On November 27, 2001, he released We Saw a Bozo Under the Sea. In 2008, John French (a.k.a. Drumbo) released an album City of Refuge on which Harkleroad played guitar on all twelve tracks.

In 2003, he was ranked No. 62 in a Rolling Stone magazine list of "the 100 greatest guitarists of all time".

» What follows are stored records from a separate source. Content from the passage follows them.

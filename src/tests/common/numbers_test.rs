use super::{extract, extract_words, leading};
use std::sync::Once;
//
//
static INIT: Once = Once::new();
///
/// Once called initialisation.
fn init_once() {
    INIT.call_once(|| {
        let _ = env_logger::builder().is_test(true).try_init();
    })
}
///
/// Returns:
///  - ...
#[allow(clippy::unused_unit)]
fn init_each() -> () {}
///
/// Numbers found in free-form text.
#[test]
fn extract_test() {
    init_once();
    init_each();
    let dbgid = "test numbers.extract";
    log::debug!("\n{}", dbgid);
    #[rustfmt::skip]
    let test_data = [
        // 0
        ("",                                false, vec![]),
        ("no numbers here",                 false, vec![]),
        ("12 -3.5 .25 -.5",                 false, vec![12.0, -3.5, 0.25, -0.5]),
        ("  98.6  1234.5   140.210  0.000", false, vec![98.6, 1234.5, 140.21, 0.0]),
        ("Lightweight 8123.4 139.95 0.00",  false, vec![8123.4, 139.95, 0.0]),
        // 5
        ("7 98.6 1234.5",                   true,  vec![98.6, 1234.5]),
        ("only",                            true,  vec![]),
        ("5",                               true,  vec![]),
        ("x=1.5;y=-2",                      false, vec![1.5, -2.0]),
    ];
    for (step, (line, skip_first, target)) in test_data.into_iter().enumerate() {
        let result = extract(line, skip_first);
        assert_eq!(
            target, result,
            "{} | step={} line='{}' result={:?} target={:?}",
            dbgid, step, line, result, target
        );
    }
}
///
/// Whitespace separated numbers up to the first non-number.
#[test]
fn leading_test() {
    init_once();
    init_each();
    let dbgid = "test numbers.leading";
    log::debug!("\n{}", dbgid);
    #[rustfmt::skip]
    let test_data = [
        // 0
        ("",                     vec![]),
        ("1 2 3",                vec![1.0, 2.0, 3.0]),
        ("\t0.5   -1.25  1e2 ",  vec![0.5, -1.25, 100.0]),
        ("1 2 m3 4",             vec![1.0, 2.0]),
        ("Sounding Volume",      vec![]),
    ];
    for (step, (line, target)) in test_data.into_iter().enumerate() {
        let result = leading(line);
        assert_eq!(
            target, result,
            "{} | step={} line='{}' result={:?} target={:?}",
            dbgid, step, line, result, target
        );
    }
}
///
/// Digits glued to letters are a part of words, not numbers.
#[test]
fn extract_words_test() {
    init_once();
    init_each();
    let dbgid = "test numbers.extract_words";
    log::debug!("\n{}", dbgid);
    #[rustfmt::skip]
    let test_data = [
        // 0
        ("",                                                    false, vec![]),
        ("  H.F.O.SETT.TK2   150.0  95.0  40.1  -5.2  3.3  12.0", false, vec![150.0, 95.0, 40.1, -5.2, 3.3, 12.0]),
        ("  RHO  1.025 t/m3",                                   false, vec![1.025]),
        ("LOADING CONDITION - COND07",                          false, vec![]),
        ("12 -3.5 .25 -.5",                                     false, vec![12.0, -3.5, 0.25, -0.5]),
        // 5
        ("x=1.5;y=-2",                                          false, vec![1.5, -2.0]),
        ("7 98.6 TK2 1234.5",                                   true,  vec![98.6, 1234.5]),
    ];
    for (step, (line, skip_first, target)) in test_data.into_iter().enumerate() {
        let result = extract_words(line, skip_first);
        assert_eq!(
            target, result,
            "{} | step={} line='{}' result={:?} target={:?}",
            dbgid, step, line, result, target
        );
    }
    assert_eq!(
        extract("  H.F.O.SETT.TK2   150.0", false),
        vec![2.0, 150.0],
        "{} | unbounded extraction takes glued digits",
        dbgid
    );
}
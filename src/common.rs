//!
//! Building blocks shared by the scanners and the calculations.
//
pub mod dbg_id;
pub mod interpolation;
pub mod numbers;
pub mod table;
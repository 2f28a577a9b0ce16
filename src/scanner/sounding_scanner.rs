#[cfg(test)]
#[path = "../tests/scanner/sounding_scanner_test.rs"]
mod tests;
//
use super::scanner_conf::SoundingScannerConf;
use crate::{
    common::{dbg_id::DbgId, numbers, table::Table},
    error::Error,
    source,
};
use indexmap::{IndexMap, IndexSet};
use regex::Regex;
use std::{io::BufRead, ops::ControlFlow, sync::OnceLock};
///
/// Sounding tables by compartment id.
///
/// Columns of each table: fill level reference, volume, ..., fill percentage (8),
/// lcg (9), tcg (10), vcg (11), inertia moment (12).
#[derive(Clone, Debug, Default)]
pub struct SoundingTables {
    tables: IndexMap<String, Table>,
}
//
//
impl SoundingTables {
    ///
    /// Returns the table of compartment `id`, if present.
    pub fn get(&self, id: &str) -> Option<&Table> {
        self.tables.get(id)
    }
    ///
    /// Returns `true` if compartment `id` has a table.
    pub fn contains(&self, id: &str) -> bool {
        self.tables.contains_key(id)
    }
    ///
    /// Ids of compartments having tables, in order of the document.
    pub fn ids(&self) -> impl Iterator<Item = &str> {
        self.tables.keys().map(String::as_str)
    }
    //
    //
    pub fn len(&self) -> usize {
        self.tables.len()
    }
    //
    //
    pub fn is_empty(&self) -> bool {
        self.tables.is_empty()
    }
}
//
//
impl FromIterator<(String, Table)> for SoundingTables {
    fn from_iter<I: IntoIterator<Item = (String, Table)>>(iter: I) -> Self {
        Self {
            tables: iter.into_iter().collect(),
        }
    }
}
///
/// Reads sounding tables of the wanted compartments from a line oriented document.
///
/// A block of the document starts with `Compartment ident: <id>` line
/// followed by header lines and ends with a line of 3 or more dashes.
/// A row may be wrapped over several physical lines.
pub struct SoundingScanner {
    dbgid: DbgId,
    conf: SoundingScannerConf,
}
//
//
impl SoundingScanner {
    ///
    /// Creates a new instance.
    pub fn new(parent: &DbgId, conf: SoundingScannerConf) -> Self {
        Self {
            dbgid: DbgId::with_parent(parent, "SoundingScanner"),
            conf,
        }
    }
    ///
    /// Returns tables of `wanted` compartments found in `reader`.
    ///
    /// Scanning stops at the `Compartment ident:` line of an unwanted compartment
    /// met inside an open block.
    pub fn scan(
        &self,
        reader: impl BufRead,
        wanted: &IndexSet<String>,
    ) -> Result<SoundingTables, Error> {
        let callee = "scan";
        let mut scan = SoundingScan::new(&self.dbgid, &self.conf, wanted);
        for (try_line, line_id) in source::read_lines(&self.dbgid, reader).zip(1..) {
            let line = try_line?;
            if line_id <= self.conf.preamble_lines {
                continue;
            }
            if scan.line(line.trim_start()).is_break() {
                log::debug!("{}.{} | Stopped at line={}", self.dbgid, callee, line_id);
                break;
            }
        }
        let tables = scan.finish();
        log::info!(
            "{}.{} | Found {} of {} wanted table(s)",
            self.dbgid,
            callee,
            tables.len(),
            wanted.len()
        );
        Ok(tables)
    }
}
//
//
fn ident_regex() -> &'static Regex {
    static REGEX: OnceLock<Regex> = OnceLock::new();
    REGEX.get_or_init(|| Regex::new(r"Compartment ident: (\S+)").expect("valid ident pattern"))
}
///
/// Accumulator state of a single [SoundingScanner::scan].
struct SoundingScan<'a> {
    dbgid: &'a DbgId,
    conf: &'a SoundingScannerConf,
    wanted: &'a IndexSet<String>,
    ///
    /// Compartment id of the open block.
    key: Option<String>,
    ///
    /// Header lines left to skip.
    skip: usize,
    ///
    /// _true_ once the open block has got a data line.
    capturing: bool,
    ///
    /// Values of the row being gathered from wrapped lines.
    pending: Vec<f64>,
    rows: Table,
    tables: IndexMap<String, Table>,
}
//
//
impl<'a> SoundingScan<'a> {
    //
    //
    fn new(dbgid: &'a DbgId, conf: &'a SoundingScannerConf, wanted: &'a IndexSet<String>) -> Self {
        Self {
            dbgid,
            conf,
            wanted,
            key: None,
            skip: 0,
            capturing: false,
            pending: vec![],
            rows: Table::new(conf.columns),
            tables: IndexMap::new(),
        }
    }
    ///
    /// Consumes a line with leading whitespaces trimmed.
    fn line(&mut self, line: &str) -> ControlFlow<()> {
        if let Some(caps) = ident_regex().captures(line) {
            let id = &caps[1];
            if self.wanted.contains(id) {
                self.commit();
                self.key = Some(id.to_owned());
                self.skip = self.conf.header_lines;
                self.capturing = false;
            } else if self.capturing {
                log::debug!(
                    "{}.line | Unwanted compartment '{}' inside open block",
                    self.dbgid,
                    id
                );
                return ControlFlow::Break(());
            }
        }
        if self.key.is_none() {
            return ControlFlow::Continue(());
        }
        if self.skip > 0 {
            self.skip -= 1;
        } else if line.contains("---") {
            self.commit();
        } else {
            self.capturing = true;
            self.pending.extend(numbers::leading(line));
            if self.pending.len() >= self.conf.columns {
                let row = std::mem::take(&mut self.pending);
                let len = row.len();
                if !self.rows.push(row) {
                    log::debug!(
                        "{}.line | Rejected row of {} values in '{}'",
                        self.dbgid,
                        len,
                        self.key.as_deref().unwrap_or_default()
                    );
                }
            }
        }
        ControlFlow::Continue(())
    }
    ///
    /// Closes the open block storing its rows.
    fn commit(&mut self) {
        if !self.pending.is_empty() {
            log::debug!(
                "{}.commit | Rejected row of {} values in '{}'",
                self.dbgid,
                self.pending.len(),
                self.key.as_deref().unwrap_or_default()
            );
            self.pending.clear();
        }
        let rows = std::mem::replace(&mut self.rows, Table::new(self.conf.columns));
        if let Some(key) = self.key.take() {
            if !rows.is_empty() {
                log::debug!("{}.commit | '{}' rows: {}", self.dbgid, key, rows.len());
                self.tables.insert(key, rows);
            }
        }
        self.capturing = false;
    }
    ///
    /// Returns collected tables, the open block included.
    fn finish(mut self) -> SoundingTables {
        self.commit();
        SoundingTables {
            tables: self.tables,
        }
    }
}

In 2013, Harkleroad contributed lead guitar to a psychobilly track on the Eugene-based band Cherry Poppin' Daddies' album White Teeth, Black Thoughts.

== Discography ==
=== With Captain Beefheart & His Magic Band ===
==== Studio albums ====

| Year | Title | Notes | Magic Band personnel |
|---|---|---|---|
| 1969 | Trout Mask Replica | Released on June 16, 1969; Label: Straight; | John French; Jeff Cotton; Bill Harkleroad; Mark Boston; Victor Hayden; |
| 1970 | Lick My Decals Off, Baby | Released in December 1970; Label: Straight; | John French; Bill Harkleroad; Mark Boston; Art Tripp; |
| 1972 | The Spotlight Kid | Released in January 1972; Label: Reprise; | John French; Bill Harkleroad; Mark Boston; Art Tripp; Elliot Ingber; |
| 1972 | Clear Spot | Released in October 1972; Label: Reprise; | Bill Harkleroad; Mark Boston; Art Tripp; Roy Estrada; |
| 1974 | Unconditionally Guaranteed | Released in April 1974; Label: Mercury (US), Virgin (UK); | Bill Harkleroad; Mark Boston; Alex St. Clair; Mark Marcellino; Art Tripp; |

==== Singles ====

| Year | Single | Album |
|---|---|---|
| 1970 | "Pachuco Cadaver" / "Wild Life" | Trout Mask Replica |
| 1972 | "Too Much Time" / "My Head Is My Only House Unless It Rains" | Clear Spot |
| 1974 | "Upon the My-O-My" / "Magic Be" | Unconditionally Guaranteed |

=== With Mallard ===
- 1975 Mallard
- 1976 In a Different Climate

=== Solo ===
- 2001 We Saw a Bozo Under the Sea
- 2014 Masks

==Bibliography==
- Harkleroad, Bill (1998). Lunar Notes: Zoot Horn Rollo's Captain Beefheart Experience. Interlink Publishing. ISBN 0-946719-21-7.